Input data START

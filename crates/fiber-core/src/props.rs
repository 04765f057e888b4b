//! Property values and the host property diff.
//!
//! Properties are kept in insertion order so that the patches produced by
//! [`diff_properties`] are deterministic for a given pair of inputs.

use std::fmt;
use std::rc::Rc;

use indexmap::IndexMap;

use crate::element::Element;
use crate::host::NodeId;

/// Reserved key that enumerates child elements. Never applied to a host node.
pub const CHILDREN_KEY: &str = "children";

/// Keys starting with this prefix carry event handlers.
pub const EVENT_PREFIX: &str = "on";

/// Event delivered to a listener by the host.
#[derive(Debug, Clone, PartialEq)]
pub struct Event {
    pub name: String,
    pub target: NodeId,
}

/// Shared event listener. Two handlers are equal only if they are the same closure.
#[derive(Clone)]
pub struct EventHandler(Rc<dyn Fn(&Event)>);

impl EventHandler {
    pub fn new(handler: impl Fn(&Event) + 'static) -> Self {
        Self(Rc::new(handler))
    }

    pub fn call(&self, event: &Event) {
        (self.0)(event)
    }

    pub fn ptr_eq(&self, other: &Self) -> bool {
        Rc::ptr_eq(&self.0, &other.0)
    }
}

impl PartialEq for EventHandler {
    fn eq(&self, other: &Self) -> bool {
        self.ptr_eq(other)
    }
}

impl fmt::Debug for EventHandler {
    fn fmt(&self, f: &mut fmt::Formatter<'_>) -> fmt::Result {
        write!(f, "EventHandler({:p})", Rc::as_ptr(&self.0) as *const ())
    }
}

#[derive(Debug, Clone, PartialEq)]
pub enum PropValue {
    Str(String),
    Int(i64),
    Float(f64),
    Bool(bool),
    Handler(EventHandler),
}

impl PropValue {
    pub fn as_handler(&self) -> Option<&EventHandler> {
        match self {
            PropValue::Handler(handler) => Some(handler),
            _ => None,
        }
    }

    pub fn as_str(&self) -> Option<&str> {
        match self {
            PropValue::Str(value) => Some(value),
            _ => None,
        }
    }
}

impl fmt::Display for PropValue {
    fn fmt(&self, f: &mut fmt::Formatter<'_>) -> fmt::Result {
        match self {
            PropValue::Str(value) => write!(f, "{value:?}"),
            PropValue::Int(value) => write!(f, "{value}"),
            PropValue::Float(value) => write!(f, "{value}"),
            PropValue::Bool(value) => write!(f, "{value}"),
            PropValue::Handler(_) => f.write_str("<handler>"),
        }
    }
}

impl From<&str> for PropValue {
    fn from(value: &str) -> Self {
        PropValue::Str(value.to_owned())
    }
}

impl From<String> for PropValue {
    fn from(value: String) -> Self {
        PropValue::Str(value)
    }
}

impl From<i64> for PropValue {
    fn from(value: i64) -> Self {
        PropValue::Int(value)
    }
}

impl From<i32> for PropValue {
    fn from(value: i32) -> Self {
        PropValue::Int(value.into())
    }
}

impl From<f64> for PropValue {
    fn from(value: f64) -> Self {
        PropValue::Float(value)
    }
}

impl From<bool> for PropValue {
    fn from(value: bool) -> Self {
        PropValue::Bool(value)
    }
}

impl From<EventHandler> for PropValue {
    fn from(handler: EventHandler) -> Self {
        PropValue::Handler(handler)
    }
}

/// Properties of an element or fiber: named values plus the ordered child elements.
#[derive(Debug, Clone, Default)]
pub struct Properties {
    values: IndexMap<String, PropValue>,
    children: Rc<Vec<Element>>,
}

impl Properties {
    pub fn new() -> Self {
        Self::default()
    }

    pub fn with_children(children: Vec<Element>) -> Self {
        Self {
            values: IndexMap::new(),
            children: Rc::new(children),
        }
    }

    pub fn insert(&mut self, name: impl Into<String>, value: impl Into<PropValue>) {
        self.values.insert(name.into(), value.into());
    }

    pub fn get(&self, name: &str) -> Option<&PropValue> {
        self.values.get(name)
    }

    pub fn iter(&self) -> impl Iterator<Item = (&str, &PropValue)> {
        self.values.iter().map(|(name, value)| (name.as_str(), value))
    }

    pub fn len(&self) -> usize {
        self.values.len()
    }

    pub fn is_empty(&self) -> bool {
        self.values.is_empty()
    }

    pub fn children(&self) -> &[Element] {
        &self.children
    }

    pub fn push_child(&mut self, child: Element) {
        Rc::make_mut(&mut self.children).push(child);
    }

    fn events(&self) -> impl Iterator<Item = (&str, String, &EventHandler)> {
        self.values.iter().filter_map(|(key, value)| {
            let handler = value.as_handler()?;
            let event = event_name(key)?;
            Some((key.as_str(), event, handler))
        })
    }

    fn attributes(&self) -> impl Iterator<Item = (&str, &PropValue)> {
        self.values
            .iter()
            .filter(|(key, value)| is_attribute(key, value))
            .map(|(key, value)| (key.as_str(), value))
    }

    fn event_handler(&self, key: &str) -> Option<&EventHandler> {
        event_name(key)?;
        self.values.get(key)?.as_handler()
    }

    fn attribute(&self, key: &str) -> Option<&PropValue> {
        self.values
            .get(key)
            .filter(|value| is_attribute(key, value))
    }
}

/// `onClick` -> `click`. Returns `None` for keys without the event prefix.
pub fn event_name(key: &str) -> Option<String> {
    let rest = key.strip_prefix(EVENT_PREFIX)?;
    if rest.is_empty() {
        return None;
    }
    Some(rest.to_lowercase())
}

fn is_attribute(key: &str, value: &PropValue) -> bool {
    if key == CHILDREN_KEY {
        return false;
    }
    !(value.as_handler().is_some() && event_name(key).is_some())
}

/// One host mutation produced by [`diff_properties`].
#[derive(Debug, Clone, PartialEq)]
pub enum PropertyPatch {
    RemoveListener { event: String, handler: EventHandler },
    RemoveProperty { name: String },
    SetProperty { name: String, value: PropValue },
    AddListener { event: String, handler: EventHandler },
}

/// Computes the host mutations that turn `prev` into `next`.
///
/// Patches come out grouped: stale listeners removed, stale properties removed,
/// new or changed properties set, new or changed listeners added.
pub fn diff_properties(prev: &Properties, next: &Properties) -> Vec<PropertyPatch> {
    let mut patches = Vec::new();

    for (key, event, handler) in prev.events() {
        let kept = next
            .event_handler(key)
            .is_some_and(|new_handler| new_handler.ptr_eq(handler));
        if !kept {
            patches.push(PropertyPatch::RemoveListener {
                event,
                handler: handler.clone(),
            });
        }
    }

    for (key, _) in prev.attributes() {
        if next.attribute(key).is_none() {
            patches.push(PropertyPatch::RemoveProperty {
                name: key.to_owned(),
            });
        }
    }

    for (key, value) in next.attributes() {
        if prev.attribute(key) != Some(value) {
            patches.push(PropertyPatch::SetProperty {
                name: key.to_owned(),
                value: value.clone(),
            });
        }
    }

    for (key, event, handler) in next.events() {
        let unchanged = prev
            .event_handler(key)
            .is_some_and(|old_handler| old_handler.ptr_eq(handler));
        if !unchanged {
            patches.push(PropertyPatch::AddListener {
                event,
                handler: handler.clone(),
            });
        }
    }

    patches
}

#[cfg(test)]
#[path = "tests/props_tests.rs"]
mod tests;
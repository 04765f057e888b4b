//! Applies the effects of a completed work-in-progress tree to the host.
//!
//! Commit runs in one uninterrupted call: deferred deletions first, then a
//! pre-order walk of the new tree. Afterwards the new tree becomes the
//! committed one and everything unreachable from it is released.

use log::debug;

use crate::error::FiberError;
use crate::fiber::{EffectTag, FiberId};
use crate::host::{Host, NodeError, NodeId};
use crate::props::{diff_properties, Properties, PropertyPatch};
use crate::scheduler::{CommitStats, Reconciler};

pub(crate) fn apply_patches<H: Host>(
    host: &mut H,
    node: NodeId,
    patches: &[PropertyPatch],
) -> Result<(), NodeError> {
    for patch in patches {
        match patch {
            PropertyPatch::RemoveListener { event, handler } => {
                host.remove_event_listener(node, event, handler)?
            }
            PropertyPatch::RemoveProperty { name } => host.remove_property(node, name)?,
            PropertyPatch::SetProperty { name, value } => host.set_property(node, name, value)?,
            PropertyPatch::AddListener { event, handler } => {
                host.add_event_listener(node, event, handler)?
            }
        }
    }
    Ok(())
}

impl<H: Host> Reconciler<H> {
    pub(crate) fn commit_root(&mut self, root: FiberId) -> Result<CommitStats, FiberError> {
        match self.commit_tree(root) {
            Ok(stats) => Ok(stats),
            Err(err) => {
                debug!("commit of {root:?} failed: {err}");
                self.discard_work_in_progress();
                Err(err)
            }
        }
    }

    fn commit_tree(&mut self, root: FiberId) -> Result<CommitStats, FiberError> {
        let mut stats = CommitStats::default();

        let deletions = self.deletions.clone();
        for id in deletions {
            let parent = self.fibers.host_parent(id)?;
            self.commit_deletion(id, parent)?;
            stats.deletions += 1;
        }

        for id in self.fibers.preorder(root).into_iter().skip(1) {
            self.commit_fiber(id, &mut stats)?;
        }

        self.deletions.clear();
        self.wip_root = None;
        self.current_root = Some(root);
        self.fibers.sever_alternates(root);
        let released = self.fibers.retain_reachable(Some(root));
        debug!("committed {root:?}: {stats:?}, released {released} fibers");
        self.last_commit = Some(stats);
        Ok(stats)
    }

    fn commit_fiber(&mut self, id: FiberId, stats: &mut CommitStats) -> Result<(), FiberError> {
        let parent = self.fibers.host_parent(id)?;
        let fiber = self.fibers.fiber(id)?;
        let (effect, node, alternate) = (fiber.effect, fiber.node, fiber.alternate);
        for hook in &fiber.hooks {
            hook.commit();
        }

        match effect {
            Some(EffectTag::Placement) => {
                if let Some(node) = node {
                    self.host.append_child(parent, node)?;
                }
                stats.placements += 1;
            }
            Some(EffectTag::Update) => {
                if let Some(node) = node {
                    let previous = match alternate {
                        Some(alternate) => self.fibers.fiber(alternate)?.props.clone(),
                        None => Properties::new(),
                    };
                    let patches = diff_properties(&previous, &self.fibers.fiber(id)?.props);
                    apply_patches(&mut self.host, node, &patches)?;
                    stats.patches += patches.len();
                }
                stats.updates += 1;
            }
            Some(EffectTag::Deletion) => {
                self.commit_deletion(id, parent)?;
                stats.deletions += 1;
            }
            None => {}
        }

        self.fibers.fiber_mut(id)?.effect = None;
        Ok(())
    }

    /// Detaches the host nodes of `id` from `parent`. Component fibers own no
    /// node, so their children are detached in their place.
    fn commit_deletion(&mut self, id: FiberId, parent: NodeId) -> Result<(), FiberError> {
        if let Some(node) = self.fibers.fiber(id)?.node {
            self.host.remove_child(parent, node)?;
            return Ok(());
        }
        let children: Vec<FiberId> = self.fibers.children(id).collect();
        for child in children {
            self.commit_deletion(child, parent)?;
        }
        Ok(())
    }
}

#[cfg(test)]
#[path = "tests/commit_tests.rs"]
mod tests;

Input data END

## Directions for this task
Reproduce exactly the lines above from the line with "if let Some(node) = self.fibers.fiber(id)?.node" to the line with "for child in", including both, and add nothing.

## Written response
        if let Some(node) = self.fibers.fiber(id)?.node {
            self.host.remove_child(parent, node)?;
            return Ok(());
        }
        let children: Vec<FiberId> = self.fibers.children(id).collect();
        for child in children {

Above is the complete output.